Prediction of effects of every base at every position of datalaoder input sequences. The regions for which the effect scores will be calculated are primarily defined by the dataloader input. If the dataloader accepts bed file inputs then this file will be overwritten with regions defined in bed_fpath of length seq_length or the model input sequence length. If that is not available all datalaoder-generated regions that overlap the region defined here will be investigated. Effect scores are returned as MutationMapPlotter object which can be saved to an hdf5 file and used for plotting. It is important to mention that the order of the scored sequences is the order in which the dataloader has produced data input - intersected with bed_fpath.

Arguments

  • bed_fpath: Only genomic regions overlapping regions in this bed file will be evaluated. If the dataloader accepts bed file input then the dataloader bed input file will be overwritten with regions based this (bed_fpath) bed file.
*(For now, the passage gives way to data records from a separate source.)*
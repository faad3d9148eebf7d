//! 組裝整個 client：設定 → API client → 登入狀態 → 查詢快取 → 路由
//!
//! [`RentalApp`] 在啟動時從 [`SessionStore`] 還原 cookie 與使用者，
//! 探測登入狀態，結束前以 [`RentalApp::persist`] 寫回。

pub mod overview;
pub mod queries;
pub mod render;

use crate::config::toml_config::ClientConfig;
use crate::core::api::ApiClient;
use crate::core::query::QueryClient;
use crate::core::routes::{RouteDecision, RouteTable};
use crate::core::services::{AdminService, AuthService, BikesService, BookingsService};
use crate::core::session::AuthSession;
use crate::domain::ports::{Navigator, Notifier, SessionSnapshot, SessionStore};
use crate::utils::error::Result;
use crate::utils::validation::Validate;
use queries::{AdminQueries, BikeQueries, BookingQueries};
use std::sync::Arc;

pub use overview::{load_overview, Overview};
pub use render::{render_list, render_record, OutputFormat, Tabular};

pub struct RentalApp<S: SessionStore> {
    store: S,
    api: ApiClient,
    session: AuthSession,
    queries: Arc<QueryClient>,
    routes: RouteTable,
    bikes: BikeQueries,
    bookings: BookingQueries,
    admin: AdminQueries,
}

impl<S: SessionStore> RentalApp<S> {
    /// 還原上次的 session 並探測是否仍然有效
    pub async fn start(
        config: &ClientConfig,
        store: S,
        notifier: Arc<dyn Notifier>,
        navigator: Arc<dyn Navigator>,
    ) -> Result<Self> {
        config.validate()?;

        let snapshot = store.load().await?;
        tracing::debug!(
            "Restored session (cookie: {}, user: {})",
            snapshot.cookies.is_some(),
            snapshot.user.is_some()
        );

        let api = ApiClient::builder(&config.api.base_url)
            .timeout(config.timeout())
            .user_agent(&config.api.user_agent)
            .cookies(snapshot.cookies.clone())
            .notifier(notifier.clone())
            .navigator(navigator)
            .build()?;

        let queries = Arc::new(QueryClient::with_defaults(notifier, config.query_defaults()));
        let bikes = BikeQueries::new(BikesService::new(api.clone()), queries.clone())
            .with_stale_times(config.bikes_stale_time(), config.highlights_stale_time());
        let bookings = BookingQueries::new(BookingsService::new(api.clone()), queries.clone());
        let admin = AdminQueries::new(AdminService::new(api.clone()), queries.clone())
            .with_stale_time(config.bikes_stale_time());

        let session = AuthSession::new(AuthService::new(api.clone()));
        session.restore_user(snapshot.user);

        let app = Self {
            store,
            api,
            session,
            queries,
            routes: RouteTable::standard(),
            bikes,
            bookings,
            admin,
        };
        app.session.check_auth_status().await;
        Ok(app)
    }

    pub fn api(&self) -> &ApiClient {
        &self.api
    }

    pub fn session(&self) -> &AuthSession {
        &self.session
    }

    pub fn auth(&self) -> &AuthService {
        self.session.auth()
    }

    pub fn queries(&self) -> &QueryClient {
        &self.queries
    }

    pub fn bikes(&self) -> &BikeQueries {
        &self.bikes
    }

    pub fn bookings(&self) -> &BookingQueries {
        &self.bookings
    }

    pub fn admin(&self) -> &AdminQueries {
        &self.admin
    }

    pub fn routes(&self) -> &RouteTable {
        &self.routes
    }

    /// 前往 `path` 並套用守衛；被導向時以 replace 更新瀏覽紀錄
    pub fn visit(&self, path: &str) -> RouteDecision {
        let navigator = self.api.navigator();
        navigator.navigate(path, false);

        let decision = self.routes.resolve(path, &self.session.state());
        if let RouteDecision::Redirect { to, replace } = &decision {
            navigator.navigate(to, *replace);
        }
        decision
    }

    pub async fn overview(&self) -> Result<Overview> {
        load_overview(&self.bikes, self.session.user().as_ref()).await
    }

    /// 保存目前的 cookie 與使用者；兩者都沒有時刪除 session 檔
    pub async fn persist(&self) -> Result<()> {
        let snapshot = SessionSnapshot {
            cookies: self.api.cookie_header(),
            user: self.session.user(),
        };

        if snapshot.cookies.is_none() && snapshot.user.is_none() {
            self.store.clear().await
        } else {
            self.store.save(&snapshot).await
        }
    }
}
Assembly is defined by the dataload arguments.
  • seq_length: Optional argument of model sequence length to use if model accepts variable input sequence length.
  • scores: list of score names to compute. See kipoi_veff.scores
  • score_kwargs: optional, list of kwargs that corresponds to the entries in score.

Returns

MutationMapPlotter: object containing variant scores.

query_vcf

MutationMap.query_vcf(self, vcf_fpath, seq_length=None, scores=['logit_ref', 'logit_alt', 'ref', 'alt', 'logit', 'diff'], score_kwargs=None, var_centered_regions=True, **kwargs)

Generate mutation map

Prediction of effects of every base at every position of datalaoder input sequences. The regions for which the effect scores will be calculated are primarily defined by the dataloader input. If the dataloader accepts bed file inputs then this file will be overwritten with regions generaten from the SNVs in vcf_fpathin a variant-centered fashion. Sequence length is defined by seq_length or the model input sequence length. If the datalaoder does not have a bed file input all datalaoder-generated regions that overlap SNVs here will be investigated. Effect scores are returned as MutationMapPlotter object which can be saved to an hdf5 file and used for plotting. It is important to mention that the order of the scored sequences is the order in which the dataloader has produced data input - intersected with vcf_fpath.

Arguments

  • vcf_fpath: Only genomic regions overlapping the variants in this VCF will be evaluated. Variants defined here will be highlighted in mutation map plots. Only SNVs will be used. If vcf_to_region is defined and the dataloader accepts bed file input then the dataloader bed input file will be overwritten with regions based on variant positions of this VCF.
  • seq_length: Optional argument of model sequence length to use if model accepts variable input sequence length.
  • var_centered_regions: Generate variant-centered regions if the model accepts that. If a custom vcf_to_region should be used then this can be set explicitly in the kwargs.
  • scores: list of score names to compute. See kipoi_veff.scores
  • score_kwargs: optional, list of kwargs that corresponds to the entries in score.

Returns

MutationMapPlotter: object containing variant scores.